I’m unprepared for what she does, though.
Completely and utterly taken off guard.
Just like two fucking years ago.
Gwyneth lunges at me and wraps both arms around my waist. And as if that isn’t enough, she stuffs her face in my chest—her damp face.
I can feel the moisture clinging to my shirt and seeping onto my skin. But it doesn’t stop there, no. It’s like acid, melting away the flesh and bones and reaching for an organ I thought only functioned to pump blood.
If my jaw was clenching earlier, I now feel like it’s going to dislocate from how hard I’m gritting my teeth.
“Gwyneth, let go of me.”
She sinks her nails into the material of my jacket, grazing my back, and shakes her head against my shirt. More moisture, more shaking.
She’s like a leaf that’s about to be blown away and destroyed into pieces.
“One minute…” she whispers against my chest.
“Gwyneth,” I warn, my voice guttural and strong, and I can tell she feels it coming from where her face is hiding.

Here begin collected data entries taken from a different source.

//! End-to-end tests of the generation loop against in-memory drivers.

mod common;

use std::sync::Arc;
use std::time::Duration;

use common::{fast_config, output_path, read_output, sorted_keys, tasks, QuotaDriver};
use session_relay::pipeline::{GenerationEnd, Orchestrator, RunStatus};
use session_relay::storage::read_summary;
use session_relay::{RunError, Task};
use tempfile::TempDir;

fn orchestrator(
    config: session_relay::RunConfig,
    driver: &Arc<QuotaDriver>,
) -> Orchestrator<QuotaDriver> {
    Orchestrator::with_shared_driver(config, Arc::clone(driver)).expect("valid config")
}

#[tokio::test]
async fn test_drains_queue_with_two_workers() {
    let dir = TempDir::new().expect("Failed to create temp dir");
    let driver = Arc::new(QuotaDriver::new());
    let config = fast_config(dir.path(), &["id-0"]).with_max_workers(2);

    let report = orchestrator(config, &driver)
        .run(tasks(&["a", "b", "c", "d", "e"]))
        .await
        .expect("run should succeed");

    assert_eq!(report.status, RunStatus::Completed);
    assert_eq!(report.completed, 5);
    assert_eq!(report.pending(), 0);
    assert_eq!(report.generations.len(), 1);
    assert_eq!(report.generations[0].cohort_size, 2);
    assert_eq!(report.generations[0].end, GenerationEnd::Drained);
    assert_eq!(
        sorted_keys(&output_path(dir.path())).await,
        vec!["a", "b", "c", "d", "e"]
    );
    assert_eq!(driver.total_calls(), 5);
    assert_eq!(driver.sessions_opened(), 2);
    assert_eq!(driver.sessions_closed(), 2);
}

#[tokio::test]
async fn test_cohort_is_sized_to_the_queue() {
    let dir = TempDir::new().expect("Failed to create temp dir");
    let driver = Arc::new(QuotaDriver::new());
    let config = fast_config(dir.path(), &["id-0"])
        .with_max_workers(10)
        .with_cohort_slack(1);

    let report = orchestrator(config, &driver)
        .run(tasks(&["a", "b"]))
        .await
        .expect("run should succeed");

    assert_eq!(report.generations[0].cohort_size, 3);
    assert_eq!(report.completed, 2);
}

#[tokio::test]
async fn test_retry_bound_leaves_output_empty() {
    let dir = TempDir::new().expect("Failed to create temp dir");
    let driver = Arc::new(QuotaDriver::new().with_flaky("a"));
    let config = fast_config(dir.path(), &["id-0"]);

    let report = orchestrator(config, &driver)
        .run(vec![Task::new("a", "x").with_max_retries(2)])
        .await
        .expect("run should succeed");

    assert_eq!(driver.attempts("a"), 3);
    assert_eq!(report.failed, 1);
    assert_eq!(report.completed, 0);
    assert_eq!(report.failed_task_ids, vec!["a"]);
    assert_eq!(report.pending(), 0);
    assert_eq!(report.status, RunStatus::Completed);
    assert!(read_output(&output_path(dir.path())).await.is_empty());
}

#[tokio::test]
async fn test_exhaustion_rotates_identity() {
    let dir = TempDir::new().expect("Failed to create temp dir");
    // The first identity runs dry on the second task.
    let driver = Arc::new(QuotaDriver::new().with_quota("id-0", 1));
    let config = fast_config(dir.path(), &["id-0", "id-1"]).with_max_workers(1);

    let report = orchestrator(config, &driver)
        .run(tasks(&["a", "b", "c"]))
        .await
        .expect("run should succeed");

    assert_eq!(report.status, RunStatus::Completed);
    assert_eq!(report.identities_consumed(), 2);
    assert_eq!(report.generations[0].end, GenerationEnd::Exhausted);
    assert_eq!(report.generations[1].end, GenerationEnd::Drained);
    assert_eq!(sorted_keys(&output_path(dir.path())).await, vec!["a", "b", "c"]);

    let calls = driver.calls();
    assert_eq!(calls[0], ("id-0".to_string(), "a".to_string()));
    assert_eq!(calls[1], ("id-0".to_string(), "b".to_string()));
    assert!(calls[2..].iter().all(|(identity, _)| identity == "id-1"));
}

#[tokio::test]
async fn test_exhaustion_is_not_charged_to_the_task() {
    let dir = TempDir::new().expect("Failed to create temp dir");
    let driver = Arc::new(QuotaDriver::new().with_quota("id-0", 0));
    let config = fast_config(dir.path(), &["id-0", "id-1"]);

    // No retry budget at all: a charged attempt would fail the task.
    let report = orchestrator(config, &driver)
        .run(vec![Task::new("a", "x").with_max_retries(0)])
        .await
        .expect("run should succeed");

    assert_eq!(driver.attempts("a"), 2);
    assert_eq!(report.completed, 1);
    assert_eq!(report.failed, 0);
    assert_eq!(sorted_keys(&output_path(dir.path())).await, vec!["a"]);
}

#[tokio::test]
async fn test_partial_status_when_identities_run_out() {
    let dir = TempDir::new().expect("Failed to create temp dir");
    let driver = Arc::new(
        QuotaDriver::new()
            .with_quota("id-0", 1)
            .with_quota("id-1", 1),
    );
    let config = fast_config(dir.path(), &["id-0", "id-1"]).with_max_workers(1);

    let report = orchestrator(config, &driver)
        .run(tasks(&["a", "b", "c", "d"]))
        .await
        .expect("run should succeed");

    assert_eq!(report.status, RunStatus::IdentitiesExhausted);
    assert_eq!(report.completed, 2);
    assert_eq!(report.identities_consumed(), 2);

    let mut pending = report.pending_task_ids.clone();
    pending.sort();
    assert_eq!(pending, vec!["b", "d"]);
    assert_eq!(sorted_keys(&output_path(dir.path())).await, vec!["a", "c"]);

    let summary = read_summary(&dir.path().join("run_metrics.json"))
        .await
        .expect("summary should be written");
    assert_eq!(summary.status, RunStatus::IdentitiesExhausted);
    assert_eq!(summary.successful, 2);
    assert_eq!(summary.pending, 2);
    assert_eq!(summary.identities_consumed, 2);
}

#[tokio::test]
async fn test_resume_skips_recorded_tasks() {
    let dir = TempDir::new().expect("Failed to create temp dir");
    let input = tasks(&["a", "b", "c", "d"]);

    let first = Arc::new(QuotaDriver::new().with_quota("id-0", 2));
    let report = orchestrator(fast_config(dir.path(), &["id-0"]), &first)
        .run(input.clone())
        .await
        .expect("first run should succeed");
    assert_eq!(report.status, RunStatus::IdentitiesExhausted);
    assert_eq!(report.completed, 2);

    let second = Arc::new(QuotaDriver::new());
    let report = orchestrator(fast_config(dir.path(), &["id-1"]), &second)
        .run(input)
        .await
        .expect("second run should succeed");

    assert_eq!(report.status, RunStatus::Completed);
    assert_eq!(report.skipped, 2);
    assert_eq!(report.completed, 2);
    assert_eq!(second.total_calls(), 2);
    assert_eq!(
        sorted_keys(&output_path(dir.path())).await,
        vec!["a", "b", "c", "d"]
    );

    // A third run has nothing left to do.
    let third = Arc::new(QuotaDriver::new());
    let report = orchestrator(fast_config(dir.path(), &["id-2"]), &third)
        .run(tasks(&["a", "b", "c", "d"]))
        .await
        .expect("third run should succeed");
    assert_eq!(report.skipped, 4);
    assert_eq!(report.identities_consumed(), 0);
    assert_eq!(third.total_calls(), 0);
    assert_eq!(read_output(&output_path(dir.path())).await.len(), 4);
}

#[tokio::test]
async fn test_collapsed_cohort_moves_to_next_identity() {
    let dir = TempDir::new().expect("Failed to create temp dir");
    let driver = Arc::new(QuotaDriver::new().with_broken("dead"));
    let config = fast_config(dir.path(), &["dead", "live"]).with_max_workers(3);

    let report = orchestrator(config, &driver)
        .run(tasks(&["a", "b", "c", "d", "e"]))
        .await
        .expect("run should succeed");

    assert_eq!(report.status, RunStatus::Completed);
    assert_eq!(report.generations.len(), 2);
    assert_eq!(report.generations[0].end, GenerationEnd::Collapsed);
    assert_eq!(report.generations[0].session_failures, 3);
    assert_eq!(report.generations[1].end, GenerationEnd::Drained);
    assert_eq!(report.completed, 5);
}

#[tokio::test]
async fn test_session_crash_requeues_without_charging() {
    let dir = TempDir::new().expect("Failed to create temp dir");
    let driver = Arc::new(QuotaDriver::new().with_crashing("crashy"));
    let config = fast_config(dir.path(), &["crashy", "live"]);

    let input = vec![
        Task::new("a", "x").with_max_retries(0),
        Task::new("b", "y").with_max_retries(0),
    ];
    let report = orchestrator(config, &driver)
        .run(input)
        .await
        .expect("run should succeed");

    assert_eq!(report.status, RunStatus::Completed);
    assert_eq!(report.failed, 0);
    assert_eq!(driver.attempts("a"), 2);
    assert_eq!(sorted_keys(&output_path(dir.path())).await, vec!["a", "b"]);
}

#[tokio::test]
async fn test_fatal_status_when_nothing_is_produced() {
    let dir = TempDir::new().expect("Failed to create temp dir");
    let driver = Arc::new(QuotaDriver::new().with_broken("dead"));
    let config = fast_config(dir.path(), &["dead"]);

    let report = orchestrator(config, &driver)
        .run(tasks(&["a", "b", "c"]))
        .await
        .expect("run should return a report");

    assert_eq!(report.status, RunStatus::Fatal);
    assert_eq!(report.pending(), 3);
    assert_eq!(report.results_recorded, 0);
    assert_eq!(driver.total_calls(), 0);
    assert!(read_output(&output_path(dir.path())).await.is_empty());
}

#[tokio::test]
async fn test_output_stays_valid_under_concurrency() {
    let dir = TempDir::new().expect("Failed to create temp dir");
    let driver = Arc::new(
        QuotaDriver::new()
            .with_quota("q-0", 10)
            .with_quota("q-1", 10)
            .with_delay(Duration::from_millis(1)),
    );
    let config = fast_config(dir.path(), &["q-0", "q-1", "q-2"]).with_max_workers(8);

    let ids: Vec<String> = (0..40).map(|i| format!("t{:02}", i)).collect();
    let input: Vec<Task> = ids.iter().map(|id| Task::new(id.clone(), "p")).collect();

    let report = orchestrator(config, &driver)
        .run(input)
        .await
        .expect("run should succeed");

    assert_eq!(report.status, RunStatus::Completed);
    assert_eq!(report.completed, 40);

    let keys = sorted_keys(&output_path(dir.path())).await;
    assert_eq!(keys, ids);
    assert_eq!(report.results_recorded, 40);
}

#[tokio::test]
async fn test_run_from_text_file() {
    let dir = TempDir::new().expect("Failed to create temp dir");
    let input = dir.path().join("prompts.txt");
    tokio::fs::write(&input, "first prompt\nsecond prompt\n")
        .await
        .expect("write input");

    let driver = Arc::new(QuotaDriver::new());
    let report = orchestrator(fast_config(dir.path(), &["id-0"]), &driver)
        .run_from_file(&input)
        .await
        .expect("run should succeed");

    assert_eq!(report.total, 2);
    let output = read_output(&output_path(dir.path())).await;
    let mut keys: Vec<&str> = output.iter().map(|r| r.key.as_str()).collect();
    keys.sort();
    assert_eq!(keys, vec!["prompt_001", "prompt_002"]);
    assert!(output.iter().any(|r| r.value == "answer to first prompt"));
}

#[tokio::test]
async fn test_unwritable_output_is_a_store_error() {
    let dir = TempDir::new().expect("Failed to create temp dir");
    let blocker = dir.path().join("not-a-dir");
    tokio::fs::write(&blocker, "x").await.expect("write");

    let driver = Arc::new(QuotaDriver::new());
    let config = fast_config(dir.path(), &["id-0"]).with_output_path(blocker.join("out.json"));

    let result = orchestrator(config, &driver).run(tasks(&["a"])).await;
    assert!(matches!(result, Err(RunError::Store(_))));
    assert_eq!(driver.total_calls(), 0);
}

#[tokio::test]
async fn test_store_failure_mid_run_aborts_without_rotating() {
    let dir = TempDir::new().expect("Failed to create temp dir");
    let path = output_path(dir.path());
    let driver = Arc::new(QuotaDriver::new().with_remove_on("b", &path));
    let config = fast_config(dir.path(), &["id-0", "id-1"]).with_max_workers(1);

    let result = orchestrator(config, &driver).run(tasks(&["a", "b", "c"])).await;

    assert!(matches!(result, Err(RunError::Store(_))));
    // The failed result is requeued, not retried, and no identity follows.
    assert_eq!(driver.attempts("b"), 1);
    assert_eq!(driver.attempts("c"), 0);
    assert!(driver.calls().iter().all(|(endpoint, _)| endpoint == "id-0"));
    assert_eq!(driver.sessions_opened(), 1);
    assert_eq!(driver.sessions_closed(), 1);
}

#[tokio::test]
async fn test_missing_input_file_is_an_input_error() {
    let dir = TempDir::new().expect("Failed to create temp dir");
    let driver = Arc::new(QuotaDriver::new());

    let result = orchestrator(fast_config(dir.path(), &["id-0"]), &driver)
        .run_from_file(dir.path().join("missing.json"))
        .await;
    assert!(matches!(result, Err(RunError::Input(_))));
}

“Please…I have no one but you.”
Her statement makes me pause. The truth behind her words strikes me deep in that little nook she’s been digging for herself since she was eighteen.
Fuck. It’s true.
With Kingsley gone, she has no one but me.
I let that information sink in, recalling his last words to me over the phone. The fact that I should take care of her.
Take care of his fucking daughter.
I forget that I should be pushing her away, throwing her off me. So Gwyneth interprets my silence as approval and does what Gwyneth does best.
Takes liberties.
She presses her body against mine, sniffling into my chest. And the scent of vanilla hits me in my bones. The sound of her weeping is low, haunted, and I know it’s not every day that she shows this side of her to anyone. Especially me.
I let her grieve, I let her get the excess energy off her chest, because if she doesn’t, she’ll explode.